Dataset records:
- - - - -

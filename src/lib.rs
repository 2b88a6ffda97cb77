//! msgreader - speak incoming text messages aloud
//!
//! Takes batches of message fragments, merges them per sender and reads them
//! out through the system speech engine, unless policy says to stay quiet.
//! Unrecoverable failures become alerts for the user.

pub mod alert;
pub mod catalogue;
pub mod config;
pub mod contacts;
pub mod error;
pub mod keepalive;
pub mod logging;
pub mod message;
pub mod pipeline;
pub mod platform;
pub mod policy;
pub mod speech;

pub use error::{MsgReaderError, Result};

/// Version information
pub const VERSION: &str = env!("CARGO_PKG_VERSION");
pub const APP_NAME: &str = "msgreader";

- - - - -

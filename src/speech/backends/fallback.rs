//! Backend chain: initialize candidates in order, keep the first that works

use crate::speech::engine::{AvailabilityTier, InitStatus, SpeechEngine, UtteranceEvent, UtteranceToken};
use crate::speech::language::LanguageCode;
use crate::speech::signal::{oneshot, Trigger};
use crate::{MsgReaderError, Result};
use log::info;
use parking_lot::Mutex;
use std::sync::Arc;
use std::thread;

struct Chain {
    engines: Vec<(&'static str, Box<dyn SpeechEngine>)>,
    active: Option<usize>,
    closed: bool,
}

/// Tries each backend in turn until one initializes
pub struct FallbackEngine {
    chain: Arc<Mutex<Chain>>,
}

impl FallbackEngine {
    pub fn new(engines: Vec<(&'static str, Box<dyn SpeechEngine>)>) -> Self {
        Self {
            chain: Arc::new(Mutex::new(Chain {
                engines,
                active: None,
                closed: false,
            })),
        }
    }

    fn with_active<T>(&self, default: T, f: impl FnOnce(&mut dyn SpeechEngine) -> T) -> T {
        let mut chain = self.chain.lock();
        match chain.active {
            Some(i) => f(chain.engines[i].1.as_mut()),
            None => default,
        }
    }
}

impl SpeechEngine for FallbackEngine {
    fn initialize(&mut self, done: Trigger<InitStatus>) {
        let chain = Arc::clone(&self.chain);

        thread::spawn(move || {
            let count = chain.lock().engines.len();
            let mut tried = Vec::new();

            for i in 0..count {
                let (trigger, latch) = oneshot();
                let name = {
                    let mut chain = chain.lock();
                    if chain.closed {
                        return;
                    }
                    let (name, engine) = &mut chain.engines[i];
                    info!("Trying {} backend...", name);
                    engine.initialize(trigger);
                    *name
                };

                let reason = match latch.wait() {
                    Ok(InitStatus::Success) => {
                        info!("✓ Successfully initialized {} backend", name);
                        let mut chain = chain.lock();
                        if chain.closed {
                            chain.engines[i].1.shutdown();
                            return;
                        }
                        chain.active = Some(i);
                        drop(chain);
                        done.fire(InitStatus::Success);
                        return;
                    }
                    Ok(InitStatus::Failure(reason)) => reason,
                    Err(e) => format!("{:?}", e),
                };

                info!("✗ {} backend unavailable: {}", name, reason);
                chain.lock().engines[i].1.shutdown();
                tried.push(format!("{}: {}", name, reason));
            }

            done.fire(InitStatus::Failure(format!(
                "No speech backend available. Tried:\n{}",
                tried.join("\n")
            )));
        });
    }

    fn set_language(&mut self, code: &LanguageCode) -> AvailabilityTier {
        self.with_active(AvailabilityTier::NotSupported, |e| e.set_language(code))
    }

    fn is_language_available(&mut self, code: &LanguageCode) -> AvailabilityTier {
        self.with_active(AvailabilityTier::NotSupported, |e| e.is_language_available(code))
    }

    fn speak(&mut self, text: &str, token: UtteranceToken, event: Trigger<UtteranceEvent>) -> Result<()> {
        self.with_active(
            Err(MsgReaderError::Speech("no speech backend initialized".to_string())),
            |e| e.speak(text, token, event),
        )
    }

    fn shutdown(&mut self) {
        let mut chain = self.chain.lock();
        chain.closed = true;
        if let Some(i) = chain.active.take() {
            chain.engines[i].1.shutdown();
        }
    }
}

- - - - -

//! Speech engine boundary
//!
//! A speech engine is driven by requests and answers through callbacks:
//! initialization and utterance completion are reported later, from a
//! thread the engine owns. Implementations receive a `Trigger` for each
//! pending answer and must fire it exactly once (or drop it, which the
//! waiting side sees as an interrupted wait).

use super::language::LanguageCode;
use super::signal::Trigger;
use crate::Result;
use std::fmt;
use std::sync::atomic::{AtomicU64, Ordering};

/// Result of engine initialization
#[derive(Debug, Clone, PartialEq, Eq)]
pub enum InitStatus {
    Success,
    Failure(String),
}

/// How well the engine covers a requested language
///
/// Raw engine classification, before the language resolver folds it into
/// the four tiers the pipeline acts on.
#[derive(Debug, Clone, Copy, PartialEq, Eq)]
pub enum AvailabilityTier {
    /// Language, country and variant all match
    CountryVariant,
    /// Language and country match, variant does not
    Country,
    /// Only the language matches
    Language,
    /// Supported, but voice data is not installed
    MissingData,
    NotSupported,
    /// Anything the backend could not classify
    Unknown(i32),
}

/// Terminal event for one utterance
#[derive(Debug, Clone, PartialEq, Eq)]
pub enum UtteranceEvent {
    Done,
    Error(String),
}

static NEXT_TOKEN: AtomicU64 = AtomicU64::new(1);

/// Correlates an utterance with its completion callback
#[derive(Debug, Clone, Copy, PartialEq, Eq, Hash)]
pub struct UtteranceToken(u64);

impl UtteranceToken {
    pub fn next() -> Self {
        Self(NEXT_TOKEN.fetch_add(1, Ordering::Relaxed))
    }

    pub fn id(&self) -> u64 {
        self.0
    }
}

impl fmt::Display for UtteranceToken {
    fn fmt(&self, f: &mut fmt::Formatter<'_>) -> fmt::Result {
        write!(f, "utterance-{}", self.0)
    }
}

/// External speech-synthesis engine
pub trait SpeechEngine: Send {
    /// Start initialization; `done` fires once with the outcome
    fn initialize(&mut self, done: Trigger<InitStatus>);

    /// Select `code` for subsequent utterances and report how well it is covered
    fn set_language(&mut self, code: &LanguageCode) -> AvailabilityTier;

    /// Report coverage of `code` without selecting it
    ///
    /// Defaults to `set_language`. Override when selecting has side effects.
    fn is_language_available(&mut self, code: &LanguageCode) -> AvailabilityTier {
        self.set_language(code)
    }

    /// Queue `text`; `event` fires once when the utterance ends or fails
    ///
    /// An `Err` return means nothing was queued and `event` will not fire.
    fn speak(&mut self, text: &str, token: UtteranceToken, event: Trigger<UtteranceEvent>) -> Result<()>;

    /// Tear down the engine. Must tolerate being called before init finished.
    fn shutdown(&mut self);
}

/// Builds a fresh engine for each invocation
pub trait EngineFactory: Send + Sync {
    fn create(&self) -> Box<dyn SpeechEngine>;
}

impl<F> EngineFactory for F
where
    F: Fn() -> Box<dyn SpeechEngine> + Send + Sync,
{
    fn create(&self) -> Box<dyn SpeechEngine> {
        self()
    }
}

- - - - -

**Aim of the exercise:**
Extract every line above that contains the word "InitStatus".

**Result of this exercise:**
use crate::speech::engine::{AvailabilityTier, InitStatus, SpeechEngine, UtteranceEvent, UtteranceToken};
    fn initialize(&mut self, done: Trigger<InitStatus>) {
                    Ok(InitStatus::Success) => {
                        done.fire(InitStatus::Success);
                    Ok(InitStatus::Failure(reason)) => reason,
            done.fire(InitStatus::Failure(format!(
pub enum InitStatus {
    fn initialize(&mut self, done: Trigger<InitStatus>);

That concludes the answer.